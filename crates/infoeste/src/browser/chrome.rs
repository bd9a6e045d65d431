use super::config::BrowserConfig;
use super::driver::{BrowserDriver, BrowserSession};
use crate::error::ScrapeError;
use headless_chrome::{Browser, LaunchOptions, Tab};
use std::ffi::OsStr;
use std::sync::{Arc, Mutex, PoisonError};
use std::time::Duration;
use tracing::{debug, info, warn};

/// Launches Chrome/Chromium through the DevTools protocol.
#[derive(Debug, Default, Clone, Copy)]
pub struct ChromeDriver;

/// A running Chrome process and the tab it is driven through.
pub struct ChromeSession {
    /// Dropping the browser terminates the process
    browser: Mutex<Option<Browser>>,
    tab: Arc<Tab>,
}

impl ChromeDriver {
    fn launch_browser(config: &BrowserConfig) -> Result<Browser, ScrapeError> {
        // Owned strings must outlive the borrowed OsStr args
        let user_agent_arg = config
            .user_agent
            .as_ref()
            .map(|ua| format!("--user-agent={ua}"));

        let mut args: Vec<&OsStr> = config.chrome_flags.iter().map(OsStr::new).collect();
        if let Some(ref ua) = user_agent_arg {
            args.push(OsStr::new(ua));
        }

        let launch_options = LaunchOptions::default_builder()
            .headless(config.headless)
            .sandbox(false)
            .window_size(Some(config.window_size))
            .idle_browser_timeout(config.idle_timeout)
            .args(args)
            .build()
            .map_err(|e| ScrapeError::SessionUnavailable {
                message: format!("Invalid browser launch options: {e}"),
            })?;

        Browser::new(launch_options).map_err(|e| ScrapeError::SessionUnavailable {
            message: format!("Browser launch failed: {e}"),
        })
    }
}

impl BrowserDriver for ChromeDriver {
    type Session = ChromeSession;

    fn launch(&self, config: &BrowserConfig) -> Result<ChromeSession, ScrapeError> {
        info!(headless = config.headless, "Launching Chrome");
        let browser = Self::launch_browser(config)?;

        let tab = browser.new_tab().map_err(|e| {
            warn!(error = %e, "Tab creation failed; discarding browser");
            ScrapeError::SessionUnavailable {
                message: format!("Tab creation failed: {e}"),
            }
        })?;
        debug!("Tab opened");

        Ok(ChromeSession {
            browser: Mutex::new(Some(browser)),
            tab,
        })
    }
}

/// True when the DevTools connection to the browser is gone.
fn connection_lost(message: &str) -> bool {
    let lower = message.to_lowercase();
    lower.contains("connection is closed")
        || lower.contains("connection closed")
        || lower.contains("closed channel")
        || lower.contains("channel closed")
}

fn lost(operation: &str, message: &str) -> ScrapeError {
    ScrapeError::SessionUnavailable {
        message: format!("{operation}: browser connection lost: {message}"),
    }
}

/// Maps a DevTools failure to a lost session, a timeout or a not-ready error.
fn classify(error: anyhow::Error, operation: &str, timeout: Duration) -> ScrapeError {
    let message = error.to_string();
    let lower = message.to_lowercase();
    if connection_lost(&message) {
        lost(operation, &message)
    } else if lower.contains("timeout") || lower.contains("timed out") || lower.contains("never came") {
        ScrapeError::timeout(operation, timeout)
    } else {
        ScrapeError::PageNotReady {
            message: format!("{operation}: {message}"),
        }
    }
}

impl BrowserSession for ChromeSession {
    fn navigate(&self, url: &str, timeout: Duration) -> Result<(), ScrapeError> {
        let operation = format!("navigating to {url}");
        self.tab.set_default_timeout(timeout);
        self.tab
            .navigate_to(url)
            .and_then(|tab| tab.wait_until_navigated())
            .map_err(|e| classify(e, &operation, timeout))?;
        Ok(())
    }

    fn reload(&self, timeout: Duration) -> Result<(), ScrapeError> {
        self.tab.set_default_timeout(timeout);
        self.tab
            .reload(false, None)
            .and_then(|tab| tab.wait_until_navigated())
            .map_err(|e| classify(e, "reloading page", timeout))?;
        Ok(())
    }

    fn wait_for_selector(&self, selector: &str, timeout: Duration) -> Result<(), ScrapeError> {
        let operation = format!("waiting for {selector}");
        self.tab
            .wait_for_element_with_custom_timeout(selector, timeout)
            .map_err(|e| classify(e, &operation, timeout))?;
        Ok(())
    }

    fn evaluate(&self, script: &str) -> Result<serde_json::Value, ScrapeError> {
        let result = self
            .tab
            .evaluate(script, false)
            .map_err(|e| {
                let message = e.to_string();
                if connection_lost(&message) {
                    lost("evaluating script", &message)
                } else {
                    ScrapeError::Script { message }
                }
            })?;

        Ok(result.value.unwrap_or(serde_json::Value::Null))
    }

    fn close_page(&self) -> Result<(), ScrapeError> {
        self.tab
            .close(true)
            .map(|_| ())
            .map_err(|e| ScrapeError::SessionUnavailable {
                message: format!("Failed to close page: {e}"),
            })
    }

    fn close(&self) -> Result<(), ScrapeError> {
        let browser = self
            .browser
            .lock()
            .unwrap_or_else(PoisonError::into_inner)
            .take();

        match browser {
            Some(browser) => {
                drop(browser);
                Ok(())
            }
            None => Err(ScrapeError::SessionUnavailable {
                message: "Browser already closed".to_string(),
            }),
        }
    }
}

#[cfg(test)]
mod tests {
    use super::*;

    #[test]
    fn test_classify_timeout_messages() {
        let err = classify(
            anyhow::anyhow!("The event waited for never came"),
            "reloading page",
            Duration::from_secs(30),
        );
        assert!(matches!(err, ScrapeError::NavigationTimeout { .. }));

        let err = classify(
            anyhow::anyhow!("Could not find node"),
            "waiting for #ddlCat",
            Duration::from_secs(10),
        );
        assert_eq!(
            err,
            ScrapeError::PageNotReady {
                message: "waiting for #ddlCat: Could not find node".to_string()
            }
        );
    }

    #[test]
    fn test_classify_closed_connection_as_lost_session() {
        let err = classify(
            anyhow::anyhow!("Unable to make method calls because underlying connection is closed"),
            "navigating to https://a.example",
            Duration::from_secs(30),
        );
        assert!(matches!(err, ScrapeError::SessionUnavailable { .. }));
        assert!(err.to_string().contains("browser connection lost"));

        assert!(connection_lost("receiving on a closed channel"));
        assert!(!connection_lost("Could not find node with given id"));
    }

    #[test]
    #[ignore] // Requires Chrome to be installed
    fn test_launch_and_evaluate() {
        let session = ChromeDriver.launch(&BrowserConfig::default()).unwrap();
        session
            .navigate("https://example.com", Duration::from_secs(30))
            .unwrap();

        let value = session.evaluate("document.title").unwrap();
        assert_eq!(value.as_str(), Some("Example Domain"));

        session.close_page().unwrap();
        session.close().unwrap();
        assert!(session.close().is_err());
    }
}
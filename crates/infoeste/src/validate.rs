//! Structural checks on the listing, used to detect upstream drift.
//!
//! Validation collects every violation it can find in one pass instead of
//! stopping at the first. Only a missing root, or a missing table, body or row
//! set inside a group, stops checks below that point.

use crate::dom::{GroupNode, ListingSnapshot, LISTING_SELECTOR, TITLE_SELECTOR};
use crate::extract::MIN_COURSE_CELLS;
use crate::types::ValidationReport;
use regex::Regex;
use std::sync::LazyLock;

/// Minimum number of `th` cells in the column header row.
pub const MIN_HEADER_COLUMNS: usize = 4;

/// "01/12/2025 - Segunda-feira"
static DATE_HEADER_REGEX: LazyLock<Regex> =
    LazyLock::new(|| Regex::new(r"^\s*(\d{2}/\d{2}/\d{4})\s*-\s*(.+?)\s*$").unwrap());

/// Validates a snapshot; `None` means the listing container was not found.
pub fn validate(listing: Option<&ListingSnapshot>) -> ValidationReport {
    let Some(listing) = listing else {
        return ValidationReport::from_errors(vec![format!(
            "Element {LISTING_SELECTOR} not found"
        )]);
    };

    if listing.groups.is_empty() {
        return ValidationReport::from_errors(vec![format!(
            "No groups found in {LISTING_SELECTOR} > li"
        )]);
    }

    let mut errors = Vec::new();
    for (index, group) in listing.groups.iter().enumerate() {
        validate_group(index + 1, group, &mut errors);
    }

    ValidationReport::from_errors(errors)
}

fn validate_group(number: usize, group: &GroupNode, errors: &mut Vec<String>) {
    if group.title.is_none() {
        errors.push(format!("Group {number}: element {TITLE_SELECTOR} not found"));
    }

    let Some(table) = &group.table else {
        errors.push(format!("Group {number}: element table not found"));
        return;
    };
    let Some(rows) = &table.body else {
        errors.push(format!("Group {number}: element tbody not found"));
        return;
    };
    let Some((header, data_rows)) = rows.split_first() else {
        errors.push(format!("Group {number}: no rows found in table"));
        return;
    };

    if header.headers.len() < MIN_HEADER_COLUMNS {
        errors.push(format!(
            "Group {number}: header must have at least {MIN_HEADER_COLUMNS} columns (found: {})",
            header.headers.len()
        ));
    }

    if data_rows.is_empty() {
        errors.push(format!("Group {number}: no data rows found"));
        return;
    }

    for (row_index, row) in data_rows.iter().enumerate() {
        let row_number = row_index + 1;

        if row.first_header().is_some_and(is_date_header) {
            continue;
        }

        if row.cells.len() < MIN_COURSE_CELLS {
            errors.push(format!(
                "Group {number}, row {row_number}: must have at least {MIN_COURSE_CELLS} columns (found: {})",
                row.cells.len()
            ));
            continue;
        }

        if row.cells[0].link.is_none() {
            errors.push(format!(
                "Group {number}, row {row_number}: course link not found in first column"
            ));
        }
    }
}

/// Returns true for date header text such as "01/12/2025 - Segunda-feira".
pub fn is_date_header(text: &str) -> bool {
    DATE_HEADER_REGEX.is_match(text)
}
//! Browser-driven extraction of the Infoeste course and talk schedule.
//!
//! The pipeline is: [`browser::SessionManager`] keeps one browser alive,
//! [`page::CoursePage`] reveals the listing and snapshots it into
//! [`dom::ListingSnapshot`], [`validate`] and [`extract`] work on that
//! snapshot, and [`service::EventsService`] caches the result.

pub mod browser;
pub mod cache;
pub mod config;
pub mod dom;
pub mod error;
pub mod export;
pub mod extract;
pub mod page;
pub mod server;
pub mod service;
pub mod types;
pub mod validate;

pub use error::ScrapeError;
pub use service::EventsService;
pub use types::{Course, Event, ScrapedEvents, ValidationReport};
use std::net::SocketAddr;
use std::path::PathBuf;
use std::sync::Arc;
use std::time::Instant;

use anyhow::Context;
use clap::{Parser, Subcommand};
use tracing::{error, info, warn};

use infoeste::browser::{ChromeDriver, SessionManager};
use infoeste::config::AppConfig;
use infoeste::dom::ListingSnapshot;
use infoeste::{export, extract, server, validate, Event, EventsService};

#[derive(Parser)]
#[command(name = "infoeste", about = "Infoeste schedule scraper and API")]
struct Cli {
    #[command(subcommand)]
    command: Option<Commands>,
}

#[derive(Subcommand)]
enum Commands {
    /// Serve the events API (default)
    Serve,
    /// Scrape once and write the events to a JSON file
    Snapshot {
        /// Output path
        #[arg(short, long, default_value = "data/events.json")]
        output: PathBuf,
    },
    /// Check the live page structure and print the report
    Health,
    /// Extract events from a saved copy of the listing page
    Parse {
        /// HTML file to read
        file: PathBuf,
    },
    /// Print totals for a snapshot written by `snapshot`
    Summary {
        /// JSON file to read
        file: PathBuf,
    },
}

#[tokio::main]
async fn main() -> anyhow::Result<()> {
    tracing_subscriber::fmt()
        .with_env_filter(
            tracing_subscriber::EnvFilter::try_from_default_env()
                .unwrap_or_else(|_| "info".into()),
        )
        .init();

    let cli = Cli::parse();

    match cli.command.unwrap_or(Commands::Serve) {
        Commands::Serve => serve(AppConfig::from_env()?).await,
        Commands::Snapshot { output } => snapshot(AppConfig::from_env()?, output).await,
        Commands::Health => health(AppConfig::from_env()?).await,
        Commands::Parse { file } => parse(file),
        Commands::Summary { file } => summary(file),
    }
}

fn build_service(config: &AppConfig) -> Arc<EventsService<ChromeDriver>> {
    let session = SessionManager::new(ChromeDriver, config.browser_config());
    let service = EventsService::new(Arc::new(session), config.page_contract(), config.cache_ttl)
        .with_validation(config.validate_before_extract);
    Arc::new(service)
}

async fn serve(config: AppConfig) -> anyhow::Result<()> {
    let service = build_service(&config);

    // Warm up in the background; requests retry start-up if this fails
    let warm_up = service.clone();
    tokio::spawn(async move {
        info!("Starting browser");
        match warm_up.session().ensure_ready().await {
            Ok(_) => info!("Browser ready"),
            Err(e) => warn!(
                error = %e,
                "Browser warm-up failed; requests will retry start-up"
            ),
        }
    });

    let addr = SocketAddr::from(([0, 0, 0, 0], config.port));
    let listener = tokio::net::TcpListener::bind(addr)
        .await
        .with_context(|| format!("binding {addr}"))?;
    info!(
        %addr,
        cache_ttl_secs = config.cache_ttl.as_secs(),
        url = %config.url,
        "Server listening"
    );

    let result = axum::serve(listener, server::create_router(service.clone()))
        .with_graceful_shutdown(shutdown_signal())
        .await;

    info!("Shutting down");
    service.shutdown().await;
    result.context("server error")
}

async fn snapshot(config: AppConfig, output: PathBuf) -> anyhow::Result<()> {
    let service = build_service(&config);
    let start = Instant::now();

    let result = service.get_events().await;
    service.shutdown().await;
    let events = result.context("scraping events")?;

    export::write_snapshot(&output, &events)?;
    println!(
        "Wrote {} to {} in {:.1}s",
        totals(&events),
        output.display(),
        start.elapsed().as_secs_f64()
    );
    Ok(())
}

fn summary(file: PathBuf) -> anyhow::Result<()> {
    let events = export::read_snapshot(&file)
        .with_context(|| format!("reading {}", file.display()))?;

    for event in &events {
        println!(
            "{}: {} courses, {} seats left",
            event.title,
            event.courses.len(),
            event.vacancies_left()
        );
    }
    println!("Total: {}", totals(&events));
    Ok(())
}

fn totals(events: &[Event]) -> String {
    let courses: usize = events.iter().map(|e| e.courses.len()).sum();
    let seats_left: i64 = events.iter().map(|e| e.vacancies_left()).sum();
    format!(
        "{} events ({} courses, {} seats left)",
        events.len(),
        courses,
        seats_left
    )
}

async fn health(config: AppConfig) -> anyhow::Result<()> {
    let service = build_service(&config);

    let result = service.check_health().await;
    service.shutdown().await;
    let report = result.context("running structure check")?;

    println!("{}", serde_json::to_string_pretty(&report)?);
    if !report.is_valid {
        anyhow::bail!("page structure has {} violation(s)", report.errors.len());
    }
    Ok(())
}

fn parse(file: PathBuf) -> anyhow::Result<()> {
    let html = std::fs::read_to_string(&file)
        .with_context(|| format!("reading {}", file.display()))?;

    let listing = ListingSnapshot::from_html(&html);
    let report = validate::validate(listing.as_ref());
    for violation in &report.errors {
        warn!("{violation}");
    }

    let events = listing
        .as_ref()
        .map(extract::extract_events)
        .unwrap_or_default();
    println!("{}", serde_json::to_string_pretty(&events)?);
    Ok(())
}

async fn shutdown_signal() {
    let ctrl_c = async {
        if let Err(e) = tokio::signal::ctrl_c().await {
            error!(error = %e, "Failed to listen for Ctrl-C");
            std::future::pending::<()>().await;
        }
    };

    #[cfg(unix)]
    let terminate = async {
        match tokio::signal::unix::signal(tokio::signal::unix::SignalKind::terminate()) {
            Ok(mut signal) => {
                signal.recv().await;
            }
            Err(e) => {
                error!(error = %e, "Failed to listen for SIGTERM");
                std::future::pending::<()>().await;
            }
        }
    };

    #[cfg(not(unix))]
    let terminate = std::future::pending::<()>();

    tokio::select! {
        _ = ctrl_c => info!("Ctrl-C received"),
        _ = terminate => info!("SIGTERM received"),
    }
}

### Task:
Each line of the listing that includes the word "BrowserConfig" should be copied out.

### Result below:
use super::config::BrowserConfig;
    fn launch_browser(config: &BrowserConfig) -> Result<Browser, ScrapeError> {
    fn launch(&self, config: &BrowserConfig) -> Result<ChromeSession, ScrapeError> {
        let session = ChromeDriver.launch(&BrowserConfig::default()).unwrap();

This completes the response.